__Instructions for the task__. Beginning with the line that holds "m.vibe_keywords = v.clone();" in the data below, give again every line through the one that holds "pub fn connect(studio: &StudioConfig)", exactly as written.

__Data listing__.
☆ ☆ ☆

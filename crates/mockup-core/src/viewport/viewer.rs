use crate::consts::{BUTTON_ZOOM_IN, BUTTON_ZOOM_OUT, WHEEL_ZOOM_IN, WHEEL_ZOOM_OUT};
use crate::session::ResultId;

use super::transform::{fit, pan, zoom, Size, Transform, Vec2};

#[derive(Clone, Copy, Debug, PartialEq, Eq)]
pub enum WheelDirection {
    Up,
    Down,
}

/// Full-screen viewer state for one open result.
///
/// Lives only while the viewer is open. The result is referenced by id, so an
/// in-place regeneration keeps the current pan/zoom while switching to a
/// different result refits.
#[derive(Clone, Debug)]
pub struct ViewerState {
    result_id: ResultId,
    container: Size,
    image_size: Size,
    transform: Transform,
    /// Last pointer position while the drag gesture is held.
    drag_anchor: Option<Vec2>,
}

impl ViewerState {
    pub fn open(result_id: ResultId, container: Size, image_size: Size) -> Self {
        Self {
            result_id,
            container,
            image_size,
            transform: fit(container, image_size),
            drag_anchor: None,
        }
    }

    pub fn result_id(&self) -> ResultId {
        self.result_id
    }

    pub fn transform(&self) -> Transform {
        self.transform
    }

    pub fn container(&self) -> Size {
        self.container
    }

    pub fn image_size(&self) -> Size {
        self.image_size
    }

    pub fn is_dragging(&self) -> bool {
        self.drag_anchor.is_some()
    }

    /// Point the viewer at a result. Refits only when the id changes.
    pub fn show(&mut self, result_id: ResultId, image_size: Size) {
        self.image_size = image_size;
        if result_id != self.result_id {
            self.result_id = result_id;
            self.drag_anchor = None;
            self.fit_to_screen();
        }
    }

    pub fn resize(&mut self, container: Size) {
        self.container = container;
        self.fit_to_screen();
    }

    pub fn fit_to_screen(&mut self) {
        self.transform = fit(self.container, self.image_size);
    }

    pub fn zoom_by(&mut self, factor: f32) {
        self.transform = zoom(self.transform, factor);
    }

    pub fn zoom_in(&mut self) {
        self.zoom_by(BUTTON_ZOOM_IN);
    }

    pub fn zoom_out(&mut self) {
        self.zoom_by(BUTTON_ZOOM_OUT);
    }

    pub fn wheel(&mut self, direction: WheelDirection) {
        match direction {
            WheelDirection::Up => self.zoom_by(WHEEL_ZOOM_IN),
            WheelDirection::Down => self.zoom_by(WHEEL_ZOOM_OUT),
        }
    }

    pub fn press(&mut self, position: Vec2) {
        self.drag_anchor = Some(position);
    }

    /// Pan by the pointer movement since the last event, if dragging.
    pub fn pointer_moved(&mut self, position: Vec2) {
        if let Some(anchor) = self.drag_anchor {
            self.transform = pan(self.transform, position - anchor);
            self.drag_anchor = Some(position);
        }
    }

    pub fn release(&mut self) {
        self.drag_anchor = None;
    }

    /// Leaving the surface ends the drag exactly like a release.
    pub fn pointer_left(&mut self) {
        self.release();
    }
}
use std::path::PathBuf;

use anyhow::Result;
use clap::Args;
use mockup_core::codec::natural_size;

use super::options::load_source;

#[derive(Args)]
pub struct InspectArgs {
    /// Product image file
    pub file: PathBuf,
}

pub fn run(args: &InspectArgs) -> Result<()> {
    let source = load_source(&args.file)?;

    println!("File:        {}", source.name);
    println!("Media type:  {}", source.media_type);
    match natural_size(&source.payload) {
        Ok(size) => println!("Dimensions:  {}x{}", size.width, size.height),
        Err(e) => println!("Dimensions:  unknown ({e})"),
    }

    let payload_kb = source.payload.len() as f64 / 1024.0;
    println!("Payload:     {:.1} KB base64", payload_kb);

    Ok(())
}
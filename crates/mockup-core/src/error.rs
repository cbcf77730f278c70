use thiserror::Error;

use crate::session::ResultId;

#[derive(Error, Debug)]
pub enum MockupError {
    #[error("No product image has been provided")]
    InputMissing,

    #[error("Could not decode image: {0}")]
    Decode(String),

    #[error("Generation failed: {reason}")]
    Generation { reason: String },

    #[error("Unknown result {0}")]
    UnknownResult(ResultId),

    #[error("Result {0} is already being regenerated")]
    RegenerationInFlight(ResultId),

    #[error("Invalid configuration: {0}")]
    InvalidConfig(String),

    #[error("Superseded by a newer batch")]
    Superseded,

    #[error("I/O error: {0}")]
    Io(#[from] std::io::Error),
}

impl MockupError {
    pub fn generation(reason: impl Into<String>) -> Self {
        Self::Generation {
            reason: reason.into(),
        }
    }
}

pub type Result<T> = std::result::Result<T, MockupError>;
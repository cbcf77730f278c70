use std::path::{Path, PathBuf};
use std::sync::Arc;

use anyhow::{Context, Result};
use clap::Args;
use mockup_core::client::GeminiClient;
use mockup_core::codec::{load_file, SourceImage};
use mockup_core::config::{ModelGender, StudioConfig};
use mockup_core::session::Orchestrator;

/// Config file plus per-field overrides shared by every command that builds
/// a generation request.
#[derive(Args)]
pub struct MockupArgs {
    /// Studio config file (TOML)
    #[arg(long)]
    pub config: Option<PathBuf>,

    /// Product type, e.g. "hoodie"
    #[arg(long)]
    pub product: Option<String>,

    /// Model gender: male, female or any
    #[arg(long)]
    pub gender: Option<ModelGender>,

    /// Model ethnicity
    #[arg(long)]
    pub ethnicity: Option<String>,

    /// Model body type
    #[arg(long)]
    pub body: Option<String>,

    /// Pose style
    #[arg(long)]
    pub pose: Option<String>,

    /// Background style
    #[arg(long)]
    pub background: Option<String>,

    /// Comma-separated vibe keywords
    #[arg(long)]
    pub vibe: Option<String>,

    /// Number of variations to generate (1-6)
    #[arg(short = 'n', long)]
    pub variations: Option<u32>,
}

impl MockupArgs {
    /// Read the config file, if any, and apply the command-line overrides.
    pub fn load(&self) -> Result<StudioConfig> {
        let mut studio = match self.config {
            Some(ref path) => {
                let contents = std::fs::read_to_string(path)
                    .with_context(|| format!("Failed to read config {}", path.display()))?;
                toml::from_str(&contents).context("Invalid studio config")?
            }
            None => StudioConfig::default(),
        };

        let m = &mut studio.mockup;
        if let Some(ref v) = self.product {
            m.product_type = v.clone();
        }
        if let Some(g) = self.gender {
            m.model_gender = g;
        }
        if let Some(ref v) = self.ethnicity {
            m.ethnicity = v.clone();
        }
        if let Some(ref v) = self.body {
            m.body_type = v.clone();
        }
        if let Some(ref v) = self.pose {
            m.pose_style = v.clone();
        }
        if let Some(ref v) = self.background {
            m.background_style = v.clone();
        }
        if let Some(ref v) = self.vibe {
            m.vibe_keywords = v.clone();
        }
        if let Some(n) = self.variations {
            m.variations = n;
        }

        Ok(studio)
    }
}

/// Session backed by the Gemini client configured in `studio`.
pub fn connect(studio: &StudioConfig) -> Result<Orchestrator> {
    let client = GeminiClient::from_env(&studio.client).with_context(|| {
        format!(
            "Set {} (or API_KEY) to your Gemini API key",
            studio.client.api_key_env
        )
    })?;
    Ok(Orchestrator::new(Arc::new(client)))
}

pub fn runtime() -> Result<tokio::runtime::Runtime> {
    tokio::runtime::Runtime::new().context("Failed to start async runtime")
}

/// Load a product image, with the wording users see when an upload fails.
pub fn load_source(path: &Path) -> Result<SourceImage> {
    load_file(path).with_context(|| {
        format!(
            "Failed to load image. Please try another one. ({})",
            path.display()
        )
    })
}
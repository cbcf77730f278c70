use std::path::PathBuf;

use anyhow::{Context, Result};
use clap::Args;
use mockup_core::config::StudioConfig;

#[derive(Args)]
pub struct ConfigArgs {
    /// Write config to a file instead of stdout
    #[arg(short, long)]
    pub output: Option<PathBuf>,
}

/// Print or save a full default StudioConfig as TOML.
pub fn run(args: &ConfigArgs) -> Result<()> {
    let toml_str = toml::to_string_pretty(&StudioConfig::default())?;

    if let Some(ref path) = args.output {
        std::fs::write(path, &toml_str)
            .with_context(|| format!("Failed to write config to {}", path.display()))?;
        println!("Default config saved to {}", path.display());
    } else {
        print!("{}", toml_str);
    }

    Ok(())
}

☆ ☆ ☆

__Answer to the exercise__.
            m.vibe_keywords = v.clone();
        }
        if let Some(n) = self.variations {
            m.variations = n;
        }

        Ok(studio)
    }
}

/// Session backed by the Gemini client configured in `studio`.
pub fn connect(studio: &StudioConfig) -> Result<Orchestrator> {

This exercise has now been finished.